Because this is so different to what Priam had experienced before and his change was so stark, Malouf’s message is that change possible to those who take risks and seek it out can become stronger because of it. Despite Priam’s initial kingly nature, he is able to challenge his own customs to adopt the role of a ‘father’ and an “ordinary man” proving that often important lessons are not learnt from those we expect and how often appearance is so different from reality.

Through Achilles Malouf elaborates that what is perceived from the exterior is often a grand juxtaposition to what truly exists underneath. This clear indifference is cleverly demonstrated by Malouf through Achilles, “the boldest, most ferocious, most unpredictable of the Greeks”. Achilles is a fierce warrior and leader on the battlefield, but faces a different and omnipresent enemy in his head and from the outside he is portrayed as a “jackal, that noble bully” which is why it is all the more surprising to find that Achilles himself is none of those things. Malouf accentuates that Achilles is so consumed by grief that he loses his humanity, and in doing so further contrasts his already distanced warrior portrayal, teaching that often perceptions do not reflect the truth.

Achilles assuages his enmeshment by accepting the fate of his friend Patroclus and committing an act of compassion towards Priam, which ultimately helps him find concord and teaches an important lesson that sometimes the hardest tasks can reap the most worthwhile rewards, and that sometimes overcoming a problem is by changing the mental state to accept it as fate. This lesson is an unlikely one, as initially Achilles was so absorbed with his grief that he wouldn’t contemplate anything else, proving further how unpredictable his turnaround was and how some important lessons truly are and that often that’s why they have the most impact.
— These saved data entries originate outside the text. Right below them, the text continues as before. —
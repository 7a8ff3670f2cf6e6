//! Control-plane payloads, as they appear on the wire (camelCase JSON).
//!
//! Every field the control plane owns is optional: an absent value must stay
//! distinguishable from an empty string or zero.

use std::fmt;

use serde::{Deserialize, Deserializer, Serialize, Serializer};

// ── Validation ────────────────────────────────────────────────────────────────

/// Status taxonomy shared by a validation and its per-resource entries.
#[derive(Debug, Clone, PartialEq, Eq, Serialize, Deserialize)]
#[serde(rename_all = "SCREAMING_SNAKE_CASE")]
pub enum ValidationStatus {
    InProgress,
    Succeeded,
    Failed,
    FailedWithWarnings,
    /// Any status this client does not know about.
    #[serde(other)]
    Unknown,
}

impl fmt::Display for ValidationStatus {
    fn fmt(&self, f: &mut fmt::Formatter<'_>) -> fmt::Result {
        let s = match self {
            ValidationStatus::InProgress         => "IN_PROGRESS",
            ValidationStatus::Succeeded          => "SUCCEEDED",
            ValidationStatus::Failed             => "FAILED",
            ValidationStatus::FailedWithWarnings => "FAILED_WITH_WARNINGS",
            ValidationStatus::Unknown            => "UNKNOWN",
        };
        f.write_str(s)
    }
}

/// Outcome of validating one resource's certificate.
#[derive(Debug, Clone, PartialEq, Serialize, Deserialize)]
#[serde(rename_all = "camelCase")]
pub struct ResourceValidation {
    pub resource_fqdn: String,
    #[serde(default)]
    pub resource_type: String,
    #[serde(rename = "validationStatus")]
    pub status: ValidationStatus,
    #[serde(default)]
    pub messages: Vec<String>,
}

#[derive(Debug, Clone, PartialEq, Serialize, Deserialize)]
#[serde(rename_all = "camelCase")]
pub struct ValidationResult {
    #[serde(default)]
    pub validation_id: Option<String>,
    #[serde(rename = "resultStatus")]
    pub overall_status: ValidationStatus,
    #[serde(rename = "validations", default)]
    pub per_resource_results: Vec<ResourceValidation>,
}

/// One resource's desired certificate; passed through to the control plane
/// unmodified.
#[derive(Debug, Clone, PartialEq, Serialize, Deserialize)]
#[serde(rename_all = "camelCase")]
pub struct ResourceCertificateSpec {
    pub resource_fqdn: String,
    pub resource_type: String,
    pub ca_type: String,
    #[serde(rename = "certificate")]
    pub certificate_or_csr_material: String,
}

// ── Generation / tasks ────────────────────────────────────────────────────────

#[derive(Debug, Clone, PartialEq, Serialize, Deserialize)]
pub struct Resource {
    pub fqdn: String,
    #[serde(rename = "type")]
    pub resource_type: String,
}

#[derive(Debug, Clone, PartialEq, Serialize, Deserialize)]
#[serde(rename_all = "camelCase")]
pub struct CertificatesGenerationSpec {
    pub ca_type: String,
    pub resources: Vec<Resource>,
}

/// Task states, parsed case-insensitively since the control plane is not
/// consistent about casing (`Successful`, `SUCCESSFUL`, ...).
#[derive(Debug, Clone, PartialEq, Eq)]
pub enum TaskStatus {
    Pending,
    InProgress,
    Successful,
    Failed,
    Cancelled,
    Other(String),
}

impl TaskStatus {
    pub fn is_terminal(&self) -> bool {
        !matches!(self, TaskStatus::Pending | TaskStatus::InProgress)
    }
}

impl From<&str> for TaskStatus {
    fn from(s: &str) -> Self {
        match s.to_ascii_uppercase().as_str() {
            "PENDING"     => TaskStatus::Pending,
            "IN_PROGRESS" => TaskStatus::InProgress,
            "SUCCESSFUL"  => TaskStatus::Successful,
            "FAILED"      => TaskStatus::Failed,
            "CANCELLED"   => TaskStatus::Cancelled,
            _             => TaskStatus::Other(s.to_string()),
        }
    }
}

impl<'de> Deserialize<'de> for TaskStatus {
    fn deserialize<D: Deserializer<'de>>(d: D) -> Result<Self, D::Error> {
        let s = String::deserialize(d)?;
        Ok(TaskStatus::from(s.as_str()))
    }
}

impl Serialize for TaskStatus {
    fn serialize<S: Serializer>(&self, s: S) -> Result<S::Ok, S::Error> {
        s.collect_str(self)
    }
}

impl fmt::Display for TaskStatus {
    fn fmt(&self, f: &mut fmt::Formatter<'_>) -> fmt::Result {
        match self {
            TaskStatus::Pending    => f.write_str("PENDING"),
            TaskStatus::InProgress => f.write_str("IN_PROGRESS"),
            TaskStatus::Successful => f.write_str("SUCCESSFUL"),
            TaskStatus::Failed     => f.write_str("FAILED"),
            TaskStatus::Cancelled  => f.write_str("CANCELLED"),
            TaskStatus::Other(s)   => f.write_str(s),
        }
    }
}

#[derive(Debug, Clone, PartialEq, Serialize, Deserialize)]
#[serde(rename_all = "camelCase")]
pub struct TaskError {
    #[serde(default)]
    pub error_code: Option<String>,
    #[serde(default)]
    pub message: Option<String>,
}

#[derive(Debug, Clone, PartialEq, Serialize, Deserialize)]
pub struct Task {
    #[serde(default)]
    pub id: String,
    #[serde(default)]
    pub name: Option<String>,
    pub status: TaskStatus,
    #[serde(default)]
    pub errors: Vec<TaskError>,
}

// ── Certificates ──────────────────────────────────────────────────────────────

/// A certificate as reported by the control plane.
#[derive(Debug, Clone, Default, PartialEq, Serialize, Deserialize)]
#[serde(rename_all = "camelCase")]
pub struct Certificate {
    pub domain:                    Option<String>,
    pub issued_to:                 Option<String>,
    pub issued_by:                 Option<String>,
    pub subject:                   Option<String>,
    #[serde(rename = "subjectAlternativeName")]
    pub subject_alternative_names: Option<Vec<String>>,
    pub serial_number:             Option<String>,
    pub thumbprint:                Option<String>,
    pub thumbprint_algorithm:      Option<String>,
    pub public_key:                Option<String>,
    pub public_key_algorithm:      Option<String>,
    pub signature_algorithm:       Option<String>,
    pub key_size:                  Option<String>,
    pub pem_encoded:               Option<String>,
    pub not_before:                Option<String>,
    pub not_after:                 Option<String>,
    pub number_of_days_to_expire:  Option<i64>,
    pub expiration_status:         Option<String>,
    pub certificate_error:         Option<String>,
    pub is_installed:              Option<bool>,
    pub version:                   Option<String>,
}

// ── Domains ───────────────────────────────────────────────────────────────────

#[derive(Debug, Clone, PartialEq, Serialize, Deserialize)]
pub struct Domain {
    pub id:   String,
    #[serde(default)]
    pub name: String,
}

/// Paged list wrapper used by every list endpoint.
#[derive(Debug, Clone, PartialEq, Serialize, Deserialize)]
pub struct Page<T> {
    #[serde(default = "Vec::new")]
    pub elements: Vec<T>,
}
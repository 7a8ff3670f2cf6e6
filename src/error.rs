//! Error types for the fleet-manager certificate client.

use thiserror::Error;

use crate::certs::outcome::ValidationReport;

#[derive(Debug, Error)]
pub enum FleetError {
    #[error("transport: {0}")]
    Transport(#[from] reqwest::Error),

    /// A single control-plane call exceeded its per-call timeout.
    #[error("call timed out: {0}")]
    Timeout(String),

    #[error("control plane returned HTTP {status}: {message}")]
    Api { status: u16, message: String },

    #[error("invalid response: {0}")]
    InvalidResponse(String),

    #[error("{0}")]
    ValidationFailed(ValidationReport),

    #[error("operation cancelled: {0}")]
    Cancelled(String),

    #[error("task {task_id} finished with status {status}: {}", messages.join("; "))]
    TaskFailed {
        task_id:  String,
        status:   String,
        messages: Vec<String>,
    },

    /// The fingerprint digest could not be written.
    #[error("encoding: {0}")]
    Encoding(String),

    #[error("not found: {0}")]
    NotFound(String),

    #[error("config: {0}")]
    Config(String),

    #[error("IO: {0}")]
    Io(#[from] std::io::Error),

    #[error("JSON: {0}")]
    Json(#[from] serde_json::Error),

    #[error("TLS: {0}")]
    Tls(#[from] rustls::Error),

    #[error("URL: {0}")]
    Url(#[from] url::ParseError),
}

impl FleetError {
    /// Per-call timeouts are the only condition the poll loop may retry.
    pub fn is_transient(&self) -> bool {
        matches!(self, FleetError::Timeout(_))
    }
}

pub type Result<T> = std::result::Result<T, FleetError>;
In David Malouf’s Ransom, the “humble carter’ Somax possesses a “native wit” of life, which greatly influences Priam and importantly allows him to fulfil his mission. Through this dangerous journey and Achilles’ final respite, Malouf suggest the possibilities for enlightenment and pleasure on offer if one is willing to venture beyond their comfort zone and take a risk. Achilles is used as Malouf’s vehicle in order to show how appearance is often starkly different to reality, and the important lessons this can teach us.